In Rosebud: The Story of Orson Welles, David Thomson praised Houseman for “concentrating on the radio shows so that Welles could do Five Kings,” and claimed that Welles “was going on memory of the plays alone. He had little notion of the dramatic properties of the text he had adapted himself.” And his absences didn’t help: according to Callow, Orson “simply stayed away for a great deal of the allocated five weeks” of rehearsal, employing one of his slaves, Richard Baer, as a stand-in while he sneaked away with Burgess Meredith, the two rascals “roaring their way through the night in various dives and various arms.” “There was no script,” wrote Callow. “There had been no read-through; no one had seen the complete adaptation, for the good reason that there wasn’t one.”

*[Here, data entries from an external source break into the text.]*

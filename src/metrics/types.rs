//! Metrics snapshot types

use serde::Serialize;

#[derive(Debug, Clone, Copy, PartialEq, Eq, Serialize)]
#[serde(rename_all = "lowercase")]
pub enum SnapshotStatus {
    Ok,
    Error,
}

/// One metrics poll result. Errors are reported inline, never by ending the stream.
#[derive(Debug, Clone, PartialEq, Serialize)]
pub struct MetricsSnapshot {
    pub status: SnapshotStatus,
    #[serde(skip_serializing_if = "Option::is_none")]
    pub message: Option<String>,
    #[serde(skip_serializing_if = "Option::is_none")]
    pub data: Option<MetricsData>,
}

impl MetricsSnapshot {
    pub fn ok(data: MetricsData) -> Self {
        Self {
            status: SnapshotStatus::Ok,
            message: None,
            data: Some(data),
        }
    }

    pub fn error(message: impl Into<String>) -> Self {
        Self {
            status: SnapshotStatus::Error,
            message: Some(message.into()),
            data: None,
        }
    }

    pub fn is_ok(&self) -> bool {
        self.status == SnapshotStatus::Ok
    }
}

#[derive(Debug, Clone, PartialEq, Serialize)]
pub struct MetricsData {
    /// `uptime -p` text, e.g. "up 3 days, 4 hours"
    pub uptime: String,
    /// Percent, one decimal
    pub cpu: f64,
    pub memory: MemoryUsage,
    pub disk: DiskUsage,
    pub system: SystemInfo,
    pub network: NetworkRate,
    pub services: Vec<ServiceStatus>,
}

/// Megabytes
#[derive(Debug, Clone, Copy, Default, PartialEq, Eq, Serialize)]
pub struct MemoryUsage {
    pub used: u64,
    pub total: u64,
}

/// Human-readable `df -h` figures for `/`
#[derive(Debug, Clone, Default, PartialEq, Eq, Serialize)]
pub struct DiskUsage {
    pub used: String,
    pub total: String,
    /// e.g. "24%"
    pub percent: String,
}

#[derive(Debug, Clone, Default, PartialEq, Eq, Serialize)]
pub struct SystemInfo {
    pub os: String,
    pub kernel: String,
    pub arch: String,
    pub cpu: String,
}

/// KB/s across all interfaces except loopback
#[derive(Debug, Clone, Copy, Default, PartialEq, Serialize)]
pub struct NetworkRate {
    #[serde(rename = "in")]
    pub rx: f64,
    #[serde(rename = "out")]
    pub tx: f64,
}

#[derive(Debug, Clone, PartialEq, Eq, Serialize)]
pub struct ServiceStatus {
    pub name: String,
    /// `systemctl is-active` output: active, inactive, failed, ...
    pub status: String,
}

If there was madness in Orson’s behavior, there was also method.
There is
no end to the negatives in the accounts by Houseman, Callow, and others—and yet, somehow, despite Orson’s supposed dissipation, and the alleged lack of a workable script, the Five Kings company made it to the Colonial Theatre in Boston in February. All of Orson’s tall tales; his late-night carousing; and his bonding, like Falstaff, with his chosen Prince Hal—these may also have been clever bits of strategy, a kind of Method approach to directing.

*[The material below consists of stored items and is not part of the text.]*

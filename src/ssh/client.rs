//! SSH Client implementation using russh

use std::path::PathBuf;
use std::sync::Arc;
use std::time::Duration;

use async_trait::async_trait;
use russh::keys::key::PrivateKeyWithHashAlg;
use russh::keys::{HashAlg, PublicKey};
use russh::*;
use tracing::{debug, info, warn};

use super::config::{AuthMethod, SshConfig};
use super::error::SshError;
use super::link::{Connector, Link};
use super::session::{SshLink, SshSession};

/// SSH Client handler for russh
pub struct SshClient {
    config: SshConfig,
}

impl SshClient {
    pub fn new(config: SshConfig) -> Self {
        Self { config }
    }

    /// Connect to the SSH server and return an authenticated session
    pub async fn connect(self) -> Result<SshSession, SshError> {
        info!(
            "Connecting to SSH server at {}:{}",
            self.config.host, self.config.port
        );

        let ssh_config = client::Config {
            // Liveness is tracked by the owner task and the failure threshold
            inactivity_timeout: None,
            keepalive_interval: Some(Duration::from_secs(30)),
            keepalive_max: 3,
            ..Default::default()
        };

        let handler = ClientHandler::new(
            self.config.host.clone(),
            self.config.port,
            self.config.strict_host_key_checking,
            self.config.known_hosts_path.clone(),
        );

        let timeout = Duration::from_secs(self.config.timeout_secs);
        let addr = (self.config.host.as_str(), self.config.port);

        let mut handle = tokio::time::timeout(
            timeout,
            client::connect(Arc::new(ssh_config), addr, handler),
        )
        .await
        .map_err(|_| SshError::Timeout("Connection timed out".to_string()))?
        .map_err(|e| match e {
            SshError::HostKeyRejected(_) => e,
            other => SshError::ConnectionFailed(other.to_string()),
        })?;

        debug!("SSH handshake completed");

        let auth = tokio::time::timeout(timeout, self.authenticate(&mut handle))
            .await
            .map_err(|_| SshError::Timeout("Authentication timed out".to_string()))?;
        auth?;

        info!(
            "SSH authentication successful for {}@{}",
            self.config.username, self.config.host
        );

        Ok(SshSession::new(handle))
    }

    async fn authenticate(&self, handle: &mut client::Handle<ClientHandler>) -> Result<(), SshError> {
        let authenticated = match &self.config.auth {
            AuthMethod::Password { password } => handle
                .authenticate_password(&self.config.username, password)
                .await
                .map_err(|e| SshError::AuthenticationFailed(e.to_string()))?,
            AuthMethod::Key {
                key_path,
                passphrase,
            } => {
                let key = russh::keys::load_secret_key(key_path, passphrase.as_deref())
                    .map_err(|e| SshError::KeyError(format!("{}: {}", key_path, e)))?;

                let key_with_hash = PrivateKeyWithHashAlg::new(Arc::new(key), None);

                handle
                    .authenticate_publickey(&self.config.username, key_with_hash)
                    .await
                    .map_err(|e| SshError::AuthenticationFailed(e.to_string()))?
            }
        };

        if !authenticated.success() {
            return Err(SshError::AuthenticationFailed(
                "Authentication rejected by server".to_string(),
            ));
        }
        Ok(())
    }
}

/// Client handler for russh callbacks
///
/// Verifies the server host key against a known_hosts file:
/// - known and matching: accepted
/// - unknown: learned (TOFU), or rejected when `strict` is set
/// - changed: always rejected
pub struct ClientHandler {
    host: String,
    port: u16,
    strict: bool,
    known_hosts_path: Option<PathBuf>,
}

impl ClientHandler {
    pub fn new(host: String, port: u16, strict: bool, known_hosts_path: Option<PathBuf>) -> Self {
        Self {
            host,
            port,
            strict,
            known_hosts_path,
        }
    }

    fn known_hosts_path(&self) -> Option<PathBuf> {
        self.known_hosts_path
            .clone()
            .or_else(|| dirs::home_dir().map(|h| h.join(".ssh").join("known_hosts")))
    }
}

impl client::Handler for ClientHandler {
    type Error = SshError;

    async fn check_server_key(
        &mut self,
        server_public_key: &PublicKey,
    ) -> Result<bool, Self::Error> {
        let fingerprint = server_public_key.fingerprint(HashAlg::Sha256).to_string();

        let Some(path) = self.known_hosts_path() else {
            warn!(
                "No home directory, accepting host key for {}:{} without verification ({})",
                self.host, self.port, fingerprint
            );
            return Ok(!self.strict);
        };

        match russh::keys::check_known_hosts_path(&self.host, self.port, server_public_key, &path)
        {
            Ok(true) => {
                debug!("Host key verified for {}:{}", self.host, self.port);
                Ok(true)
            }
            Ok(false) if self.strict => {
                warn!(
                    "Unknown host key for {}:{} ({}), strict checking enabled",
                    self.host, self.port, fingerprint
                );
                Err(SshError::HostKeyRejected(format!(
                    "unknown host {}:{} (fingerprint {})",
                    self.host, self.port, fingerprint
                )))
            }
            Ok(false) => {
                info!(
                    "New host {}:{}, adding to known_hosts ({})",
                    self.host, self.port, fingerprint
                );
                if let Err(e) = russh::keys::known_hosts::learn_known_hosts_path(
                    &self.host,
                    self.port,
                    server_public_key,
                    &path,
                ) {
                    warn!("Failed to save host key: {}", e);
                }
                Ok(true)
            }
            Err(e) => {
                warn!(
                    "Host key check failed for {}:{} ({}): {}",
                    self.host, self.port, fingerprint, e
                );
                Err(SshError::HostKeyRejected(format!(
                    "host key for {}:{} does not match known_hosts (fingerprint {}): {}",
                    self.host, self.port, fingerprint, e
                )))
            }
        }
    }
}

/// `Connector` backed by russh: handshake, authenticate, spawn the owner task.
#[derive(Debug, Default, Clone, Copy)]
pub struct SshConnector;

#[async_trait]
impl Connector for SshConnector {
    async fn connect(
        &self,
        connection_id: &str,
        config: SshConfig,
    ) -> Result<Arc<dyn Link>, SshError> {
        let session = SshClient::new(config).connect().await?;
        let controller = session.start(connection_id.to_string());
        Ok(Arc::new(SshLink::new(connection_id.to_string(), controller)))
    }
}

Once in Boston, Orson carried on with the rehearsals in lobbies and cellars while waiting for the crew to install the massive rotating scenery onstage: “towering” and “impressionistic rather than realistic,” in the words of one Boston correspondent, “built of plain, unpainted boards, roughly nailed together.” The complicated lighting had to be hung and tested (“perhaps the biggest power plant ever installed on a theatre stage,” reported the Boston Globe). The array of dangerous props included huge mortars, real gunpowder, and flaming arrows.
With such ambitious staging came the inevitable problems. The rotating stage platform was supposed to move as the actors marched around the stage alongside it, revealing the next setting. But the platform was as troublesome as the huge elevator in Danton’s Death: it rotated ponderously, when it turned at all, and when they tried accelerating it, the apparatus had a nasty habit of throwing itself into reverse, hurling off chunks of scenery that landed in the orchestra pit. The front rows were blanketed with noxious smoke and gunpowder fumes during the fight scenes; the flaming arrows went astray, threatening to cause a blaze. After rehearsing for long, stressful hours with the actors, Orson sent them home to bed, then worked even later hours with the crew trying to solve one technical foul-up after another.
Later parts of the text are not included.